Muscular weakness is a common complaint among older individuals. The differential diagnosis for weakness is broad and includes nutritional deficiencies, poor conditioning, frailty, and metabolic derangements such as thyroid dysfunction or anemia. However, objective findings such as rash, fever, dyspnea, dysphagia, elevation in creatine kinase (CK), and measurable impairments in muscular strength should raise red flags for a systemic autoimmune myopathic process.

The idiopathic inflammatory myopathies (IIM) , which include dermatomyositis, polymyositis, and immune-mediated necrotizing myopathies, are relatively rare with an estimated incidence of 1.16–19/million/year and prevalence of 2.4–33.8 per 100,000 individuals [79]. The incidence of IIM increases with age and peaks in 35–44 and 55–64 year old age groups [80–82]. Age is an important predictor of mortality in IIM and may convey a poorer prognosis overall with regard to treatment response [83–85].

Few studies have investigated the clinical presentation and phenotype of IIM among older individuals. A retrospective study of 23 older (median age 69 years) patients with IIM compared to younger (age <65 years) adults found similar frequencies of myalgias, muscle weakness, skin manifestations, and interstitial lung disease [84]. Older patients had more esophageal dysfunction [84]. A case–control study of 21 older IIM patients (mean age 69.9 years) compared to 21 younger (mean age 46.4 years) patients yielded similar findings with the exception of lower CK at diagnosis among the older group [86].

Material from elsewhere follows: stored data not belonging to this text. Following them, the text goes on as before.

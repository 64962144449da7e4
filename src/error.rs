use thiserror::Error;

/// Errors raised while building the domain model.
///
/// Absence of a class or member is never an error: unresolved references are
/// represented as `None` throughout the model.
#[derive(Debug, Clone, PartialEq, Eq, Error)]
pub enum ModelError {
    /// A completion phase was invoked before the phases it depends on ran
    /// for the whole import batch.
    #[error("completion phase out of order: expected {expected}, but the engine is at {actual}")]
    PhaseOrder {
        expected: &'static str,
        actual: &'static str,
    },

    #[error("invalid type name: {0:?}")]
    InvalidTypeName(String),

    #[error("invalid package pattern {pattern:?}: {reason}")]
    InvalidPackagePattern { pattern: String, reason: String },

    #[error("unknown code unit {owner}.{name}{descriptor}")]
    UnknownCodeUnit {
        owner: String,
        name: String,
        descriptor: String,
    },
}

/// Failures of the explicit, opt-in reflection step.
///
/// Only raised when a caller asks to reflect an imported entity against a
/// runtime classpath; graph construction never produces these.
#[derive(Debug, Clone, PartialEq, Eq, Error)]
pub enum ReflectionError {
    #[error("class {0} cannot be found on the runtime classpath")]
    ClassNotFound(String),

    #[error("runtime classpath is inconsistent with imported bytecode for {name}: {reason}")]
    InconsistentClasspath { name: String, reason: String },
}

pub type Result<T, E = ModelError> = std::result::Result<T, E>;

#[cfg(test)]
mod tests {
    use super::*;

    #[test]
    fn test_phase_order_message() {
        let err = ModelError::PhaseOrder {
            expected: "members",
            actual: "created",
        };
        assert_eq!(
            err.to_string(),
            "completion phase out of order: expected members, but the engine is at created"
        );
    }

    #[test]
    fn test_inconsistent_classpath_message() {
        let err = ReflectionError::InconsistentClasspath {
            name: "com.example.Foo".to_string(),
            reason: "method bar() is missing".to_string(),
        };
        assert!(err.to_string().contains("com.example.Foo"));
        assert!(err.to_string().contains("bar()"));
    }
}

The association between IIM and cancer is well established with advanced age being a key risk factor. Individuals with cancer-associated myositis are generally older, have a dermatomyositis phenotype and shorter survival [84, 86–88]. In a retrospective study of 139 patients with a new diagnosis of dermatomyositis, 8.6 % were diagnosed with cancer within 12 months. Age at dermatomyositis onset was significantly older (by more than 15 years) among those who developed a malignancy compared to those who did not [89]. The risk of malignancy with IMM is thought to be greatest within the first year of diagnosis and does not normalize to the general population even after 5 years [90]. Therefore, a careful and thorough search for cancer should be performed in older individuals who develop a new IIM, particularly dermatomyositis.